A spokesperson for the Legal Aid family said:
“Legal Aid used to be a voucher scheme, with clients having an unrestricted choice of solicitors, all of whom did legal aid and who received the same fee.
“Clients paid means-tested contributions and solicitors paid 10% of their fees, including those received from a losing party, to the Law Society to administer legal aid, which thus made a profit in many cases for the Legal Aid Fund.
“It cost the taxpayer almost nothing, and most taxpayers had access to legal aid. It was very healthy and very popular.
“Then the big business profit centre mediocre middle management statists radicalized our Legal Aid. Individual clients meant nothing; solicitors meant nothing. Mass contracts and “matter starts” replaced justice, quality and professionalism.

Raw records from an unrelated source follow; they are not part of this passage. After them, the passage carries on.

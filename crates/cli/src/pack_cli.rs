// SPDX-License-Identifier: BUSL-1.1
// Copyright (c) 2026 Alfred Jean LLC

//! Extended packaging CLI (`comexe -x …`).
//!
//! Everything here works on archives: listing and composing ZIPs,
//! building new self-contained executables from a target template plus a
//! generated init chunk, and small fetch/find helpers for app authors.

use std::io::Write;
use std::path::{Path, PathBuf};

use clap::Parser;
use comexe_pack::{merge, MergeSpec, RuleAction, SourceKind, ZipReader};

use crate::exit_error::ExitError;

/// Archive path prefix holding the bundled target templates.
const TARGETS_PREFIX: &str = "comexe/targets/";

#[derive(Debug, Parser)]
#[command(name = "comexe -x", about = "ComEXE packaging tools", disable_version_flag = true)]
pub struct PackCli {
    /// List the target templates bundled in this image
    #[arg(long)]
    list_targets: bool,

    /// Build a self-contained executable from a source file
    #[arg(short = 'm', long, value_name = "source")]
    make: Option<PathBuf>,

    /// Verbose make output
    #[arg(short = 'v', long)]
    verbose: bool,

    /// Skip the bundled runtime subtree
    #[arg(long)]
    nostdlib: bool,

    /// Target template name, or "all"
    #[arg(short = 't', long, value_name = "target")]
    target: Option<String>,

    /// Output path
    #[arg(short = 'o', long, value_name = "out")]
    output: Option<PathBuf>,

    /// List the entries of an archive
    #[arg(long = "zip-l", value_name = "file.zip")]
    zip_list: Option<PathBuf>,

    /// Compose an archive from files and directories
    #[arg(long = "zip-c", num_args = 2.., value_name = "out.zip input...")]
    zip_create: Vec<PathBuf>,

    /// List script sources under a directory
    #[arg(long, value_name = "dir")]
    find: Option<PathBuf>,

    /// Compile a script source to a loadable chunk
    #[arg(short = 'c', long, value_name = "file")]
    compile: Option<PathBuf>,

    /// Fetch a URL to the current directory
    #[arg(long, value_name = "url")]
    wget: Option<String>,
}

pub fn run(args: &[String]) -> Result<(), ExitError> {
    let mut argv = vec!["comexe -x".to_string()];
    argv.extend_from_slice(args);
    let cli = PackCli::try_parse_from(&argv).map_err(|e| ExitError::usage(e.to_string()))?;

    if cli.list_targets {
        return cmd_list_targets();
    }
    if let Some(source) = &cli.make {
        return cmd_make(source, &cli);
    }
    if let Some(archive) = &cli.zip_list {
        return cmd_zip_list(archive);
    }
    if !cli.zip_create.is_empty() {
        return cmd_zip_create(&cli.zip_create);
    }
    if let Some(dir) = &cli.find {
        return cmd_find(dir);
    }
    if cli.compile.is_some() {
        return Err(ExitError::usage("no compiler in this build"));
    }
    if let Some(url) = &cli.wget {
        return cmd_wget(url);
    }
    Err(ExitError::usage("no packaging command given; try --help"))
}

/// Target template names found in the running image.
fn bundled_targets() -> Result<Vec<String>, ExitError> {
    let reader = open_self()?;
    Ok(reader
        .entries()
        .iter()
        .filter_map(|e| e.name.strip_prefix(TARGETS_PREFIX))
        .filter(|n| !n.is_empty())
        .map(str::to_string)
        .collect())
}

fn open_self() -> Result<ZipReader, ExitError> {
    comexe_pack::selfpath::open_self()
        .map_err(|e| ExitError::usage(format!("this image carries no archive: {e}")))
}

fn cmd_list_targets() -> Result<(), ExitError> {
    let targets = bundled_targets()?;
    if targets.is_empty() {
        println!("no bundled targets");
        return Ok(());
    }
    for target in targets {
        println!("{target}");
    }
    Ok(())
}

/// Host platform's default target name. Windows templates carry an `.exe`
/// suffix in their archive path.
fn host_target() -> String {
    if cfg!(windows) {
        format!("windows-{}.exe", std::env::consts::ARCH)
    } else {
        format!("{}-{}", std::env::consts::OS, std::env::consts::ARCH)
    }
}

fn cmd_make(source: &Path, cli: &PackCli) -> Result<(), ExitError> {
    let targets = match cli.target.as_deref() {
        Some("all") => {
            let all = bundled_targets()?;
            if all.is_empty() {
                return Err(ExitError::usage("no bundled targets to build for"));
            }
            all
        }
        Some(name) => vec![name.to_string()],
        None => vec![host_target()],
    };

    for target in targets {
        make_one(source, &target, cli)?;
    }
    Ok(())
}

fn make_one(source: &Path, target: &str, cli: &PackCli) -> Result<(), ExitError> {
    let mut image = open_self()?;

    let available: Vec<String> = image
        .entries()
        .iter()
        .filter_map(|e| e.name.strip_prefix(TARGETS_PREFIX))
        .filter(|n| !n.is_empty())
        .map(str::to_string)
        .collect();
    if !available.iter().any(|t| t == target) {
        return Err(ExitError::usage(format!(
            "unknown target {target:?}; available: {}",
            if available.is_empty() { "none".to_string() } else { available.join(", ") }
        )));
    }
    let template = image
        .read(&format!("{TARGETS_PREFIX}{target}"))
        .map_err(|e| ExitError::usage(format!("cannot read target template: {e}")))?;

    let entry_name = source
        .file_stem()
        .and_then(|s| s.to_str())
        .ok_or_else(|| ExitError::usage("source has no usable file name"))?
        .to_string();
    let source_bytes = std::fs::read(source)
        .map_err(|e| ExitError::usage(format!("cannot read {}: {e}", source.display())))?;

    let output = match &cli.output {
        Some(path) => path.clone(),
        None if target.ends_with(".exe") => PathBuf::from(format!("{entry_name}.exe")),
        None => PathBuf::from(&entry_name),
    };

    // The generated init chunk names the application entry point on its
    // first line, then hands control to the bundled loader.
    let init = format!(
        "local INIT_AppEntryPoint = \"{entry_name}\"\n\
         return require(INIT_AppEntryPoint)\n"
    );

    let mut spec = MergeSpec::new()
        .inline("comexe/init.lua", init)
        .inline(format!("{entry_name}.lua"), source_bytes);
    if !cli.nostdlib {
        let self_path = comexe_pack::selfpath::current_exe()
            .map_err(|e| ExitError::usage(e.to_string()))?;
        spec = spec
            .source(SourceKind::Zip, self_path)
            // Templates and the old init never travel into the new image.
            .rule(r"^comexe/targets/", RuleAction::Skip)
            .rule(r"^comexe/init\.lua$", RuleAction::Skip);
        // Platform-irrelevant runtime branches stay behind.
        if !target.ends_with(".exe") {
            spec = spec.rule(r"/win32/", RuleAction::Skip);
        }
        spec = spec.rule(r"^comexe/", RuleAction::Copy).rule(r".*", RuleAction::Skip);
    }

    let archive_tmp = output.with_extension("comexe-part");
    let report = merge(&spec, &archive_tmp, 6).map_err(|e| ExitError::usage(e.to_string()))?;

    let archive = std::fs::read(&archive_tmp).map_err(|e| ExitError::usage(e.to_string()))?;
    let _ = std::fs::remove_file(&archive_tmp);

    let mut out = std::fs::File::create(&output)
        .map_err(|e| ExitError::usage(format!("cannot create {}: {e}", output.display())))?;
    out.write_all(&template).map_err(|e| ExitError::usage(e.to_string()))?;
    out.write_all(&archive).map_err(|e| ExitError::usage(e.to_string()))?;

    if cli.verbose {
        println!(
            "built {} for {target}: {} entries, {} duplicates",
            output.display(),
            report.written,
            report.duplicates.len()
        );
    } else {
        println!("built {}", output.display());
    }
    Ok(())
}

fn cmd_zip_list(archive: &Path) -> Result<(), ExitError> {
    let reader = ZipReader::open(archive).map_err(|e| ExitError::usage(e.to_string()))?;
    for entry in reader.entries() {
        println!("{:>10}  {}", entry.size, entry.name);
    }
    Ok(())
}

fn cmd_zip_create(paths: &[PathBuf]) -> Result<(), ExitError> {
    let (output, inputs) = match paths.split_first() {
        Some((out, rest)) if !rest.is_empty() => (out, rest),
        _ => return Err(ExitError::usage("--zip-c needs an output and at least one input")),
    };

    let mut spec = MergeSpec::new();
    for input in inputs {
        if input.is_dir() {
            spec = spec.source(SourceKind::Directory, input).rule(".*", RuleAction::Copy);
        } else {
            let name = input
                .file_name()
                .and_then(|n| n.to_str())
                .ok_or_else(|| ExitError::usage(format!("unusable input {}", input.display())))?;
            let data = std::fs::read(input)
                .map_err(|e| ExitError::usage(format!("cannot read {}: {e}", input.display())))?;
            spec = spec.inline(name, data);
        }
    }

    let report = merge(&spec, output, 6).map_err(|e| ExitError::usage(e.to_string()))?;
    println!("wrote {} entries to {}", report.written, output.display());
    Ok(())
}

fn cmd_find(dir: &Path) -> Result<(), ExitError> {
    let mut found = Vec::new();
    collect_scripts(dir, &mut found).map_err(|e| ExitError::usage(e.to_string()))?;
    found.sort();
    for path in found {
        println!("{}", path.display());
    }
    Ok(())
}

fn collect_scripts(dir: &Path, out: &mut Vec<PathBuf>) -> std::io::Result<()> {
    for entry in std::fs::read_dir(dir)? {
        let path = entry?.path();
        if path.is_dir() {
            collect_scripts(&path, out)?;
        } else if matches!(
            path.extension().and_then(|e| e.to_str()),
            Some("lua") | Some("fnl")
        ) {
            out.push(path);
        }
    }
    Ok(())
}

fn cmd_wget(url: &str) -> Result<(), ExitError> {
    let response = reqwest::blocking::get(url)
        .map_err(|e| ExitError::usage(format!("fetch failed: {e}")))?;
    if !response.status().is_success() {
        return Err(ExitError::usage(format!("fetch failed: HTTP {}", response.status())));
    }
    let name = url.rsplit('/').next().filter(|n| !n.is_empty()).unwrap_or("download");
    let bytes = response.bytes().map_err(|e| ExitError::usage(e.to_string()))?;
    std::fs::write(name, &bytes).map_err(|e| ExitError::usage(e.to_string()))?;
    println!("saved {name} ({} bytes)", bytes.len());
    Ok(())
}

“Most of Legal Aid’s friends deserted him; he had become unpleasant due to his terrible ‘big business syndrome’.
“This strange cult decided that Not for Profit organisations were the answer. These were Alternative Non-Business Structures funded by the State, but public spending cuts mean that they are all dying too; the Immigration Advisory Service and Law for All have just been buried and 18 out of 56 Law Centres are terminally ill.

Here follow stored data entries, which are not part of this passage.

// SPDX-License-Identifier: BUSL-1.1
// Copyright (c) 2026 Alfred Jean LLC

//! Cross-thread event bus operations.
//!
//! `post` and `broadcast` copy typed argument frames into the target's
//! mailbox; delivery happens on the target's own thread via `run_loop` (a
//! blocking drain/sleep loop) or `process_events` (one non-blocking pass,
//! for instances that interleave drains with a cooperative I/O loop).

use std::sync::Arc;

use comexe_core::{
    EventArg, Fatal, FatalKind, InstanceId, EVENTS_PENDING, LOOP_CLOSE_REQUEST,
};
use tracing::error;

use crate::app::Application;
use crate::engine::{EngineError, ScriptEngine};
use crate::instance::InstanceCell;

impl Application {
    /// Deliver one event to `target`'s mailbox. The frame carries the event
    /// name as its first STRING argument; the receiver invokes the script
    /// global of that name with the remaining arguments.
    ///
    /// Returns `false` when the target id names no live instance.
    pub fn post(&self, target: InstanceId, event_name: &str, args: &[EventArg]) -> bool {
        let cell = self.registry.lock().get(target).map(Arc::clone);
        let Some(cell) = cell else { return false };

        let mut frame = Vec::with_capacity(args.len() + 1);
        frame.push(EventArg::str(event_name.as_bytes()));
        frame.extend_from_slice(args);

        cell.mailbox.push(&frame);
        cell.state.set(EVENTS_PENDING);
        true
    }

    /// Post the event to every live instance. The registry bound is
    /// snapshotted once; instances added or removed mid-iteration may or
    /// may not see the event.
    pub fn broadcast(&self, event_name: &str, args: &[EventArg]) -> usize {
        let capacity = self.registry.lock().capacity();
        let mut delivered = 0;
        for raw in 1..capacity {
            if self.post(InstanceId::from_raw(raw), event_name, args) {
                delivered += 1;
            }
        }
        delivered
    }

    /// Request that `target`'s running event loop exit after it finishes
    /// its current drain.
    pub fn stop_loop(&self, target: InstanceId) -> bool {
        let cell = self.registry.lock().get(target).map(Arc::clone);
        let Some(cell) = cell else { return false };
        cell.state.set(LOOP_CLOSE_REQUEST);
        true
    }

    /// Register an async waker signalled whenever state bits are set on
    /// `id`, so a cooperative scheduler can interleave one event pass per
    /// loop tick instead of blocking on the condvar.
    pub fn register_event_waker(&self, id: InstanceId, waker: Arc<tokio::sync::Notify>) -> bool {
        let cell = self.registry.lock().get(id).map(Arc::clone);
        match cell {
            Some(cell) => {
                cell.state.register_waker(waker);
                true
            }
            None => false,
        }
    }

    /// Blocking event loop for `id`: alternate between draining events and
    /// sleeping on the instance condition until a close is requested.
    ///
    /// Must be called on the instance's own thread with its engine.
    pub fn run_loop(&self, id: InstanceId, engine: &mut dyn ScriptEngine) -> Result<(), Fatal> {
        let cell = self.registry.lock().get(id).map(Arc::clone);
        let Some(cell) = cell else {
            return Err(Fatal::new(FatalKind::Usage, format!("run_loop on unknown instance {id}")));
        };

        loop {
            let bits = cell.state.wait_any(EVENTS_PENDING | LOOP_CLOSE_REQUEST);
            if bits & EVENTS_PENDING != 0 {
                drain(self, &cell, engine)?;
            }
            if cell.state.peek(LOOP_CLOSE_REQUEST) != 0 {
                cell.state.clear(LOOP_CLOSE_REQUEST);
                return Ok(());
            }
        }
    }

    /// One non-blocking drain pass for `id`. Returns the number of frames
    /// delivered.
    pub fn process_events(
        &self,
        id: InstanceId,
        engine: &mut dyn ScriptEngine,
    ) -> Result<usize, Fatal> {
        let cell = self.registry.lock().get(id).map(Arc::clone);
        let Some(cell) = cell else { return Ok(0) };
        if cell.state.peek(EVENTS_PENDING) == 0 {
            return Ok(0);
        }
        drain(self, &cell, engine)
    }

    /// True when a close request is pending on `id`.
    pub fn close_requested(&self, id: InstanceId) -> bool {
        self.registry
            .lock()
            .get(id)
            .map(|cell| cell.state.peek(LOOP_CLOSE_REQUEST) != 0)
            .unwrap_or(true)
    }
}

/// Swap buffers under the event mutex, release, then walk the drained
/// frames invoking script globals by name.
fn drain(
    app: &Application,
    cell: &InstanceCell,
    engine: &mut dyn ScriptEngine,
) -> Result<usize, Fatal> {
    cell.state.clear(EVENTS_PENDING);
    let drained = cell.mailbox.swap();

    let mut delivered = 0;
    for frame in drained.iter() {
        let args = match frame {
            Ok(args) => args,
            Err(e) => {
                let fatal = Fatal::new(FatalKind::BufferCorrupt, e.to_string());
                app.report_fatal(fatal.kind, fatal.message.clone());
                return Err(fatal);
            }
        };
        let Some(EventArg::Str(name)) = args.first() else {
            let fatal = Fatal::new(
                FatalKind::BufferCorrupt,
                "event frame does not start with a handler name",
            );
            app.report_fatal(fatal.kind, fatal.message.clone());
            return Err(fatal);
        };
        match engine.call_global(name, &args[1..]) {
            Ok(()) => delivered += 1,
            Err(EngineError::NoSuchGlobal(global)) => {
                let fatal = Fatal::new(
                    FatalKind::MissingHandler,
                    format!("no event handler global {global:?}"),
                );
                app.report_fatal(fatal.kind, fatal.message.clone());
                return Err(fatal);
            }
            Err(e) => {
                // Handler errors stay local to the receiver; the sender is
                // not at fault and the loop keeps draining.
                error!(instance = %cell.id(), "event handler failed: {e}");
                delivered += 1;
            }
        }
    }

    cell.mailbox.recycle(drained);
    Ok(delivered)
}

#[cfg(test)]
#[path = "bus_tests.rs"]
mod tests;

“People do not realize how terrible this cult is and how it is infecting every area of British life.
“All Solicitors were friends of Legal Aid and then he lost most of them. His death is a release from this terrible curse.”
The Legal Aid family hopes that one day a cure will be found and request that all donations be sent to “Small is Beautiful”.
“Glance is the enemy of vision”
One week and we already have MORE READERS THAN THE NEWS OF THE WORLD!
Everyday, every lawyer, law student etc., especially at parties, is asked:
“How can you represent someone that you know is guilty?”
neatly encapsulating the fact that:
- All people are guilty of everything;
- All lawyers are bent;
- Only people who do not need representing should be represented.
Lawyers’ responses include:
1. Slowly and carefully explaining the presumption of innocence, the rule of law and the cab-rank rule, that is that we take the next case that comes along.
2. Saying “It could be your son or daughter”.
3. Asking how the questioner can work for X corporation which [uses child labour] [causes global meltdown] [supplies arms to not very nice governments] [used to advertise in the News of the World].
4. Pouring yet another drink.
So here is the news as non-lawyers would like it.
“Mr Johnny Foreigner, 32, genocidal drug-dealing war-lording phone-hacking slave-trafficking fundamentalist mercenary of Aspidistra Crescent, represented by Petronella Prod-Up, 14, intern at LSC firm Bustall and Co (deceased), importers of Vietnamese cross-country skiing aids, was found guilty at Guantanamo Bay Magistrates Court, Surrey, by Coronation Street star Judge Tim Tom Trotter, 16, currently starring in “I’m a Celebrity Big Brother Apprentice – get me out of here”.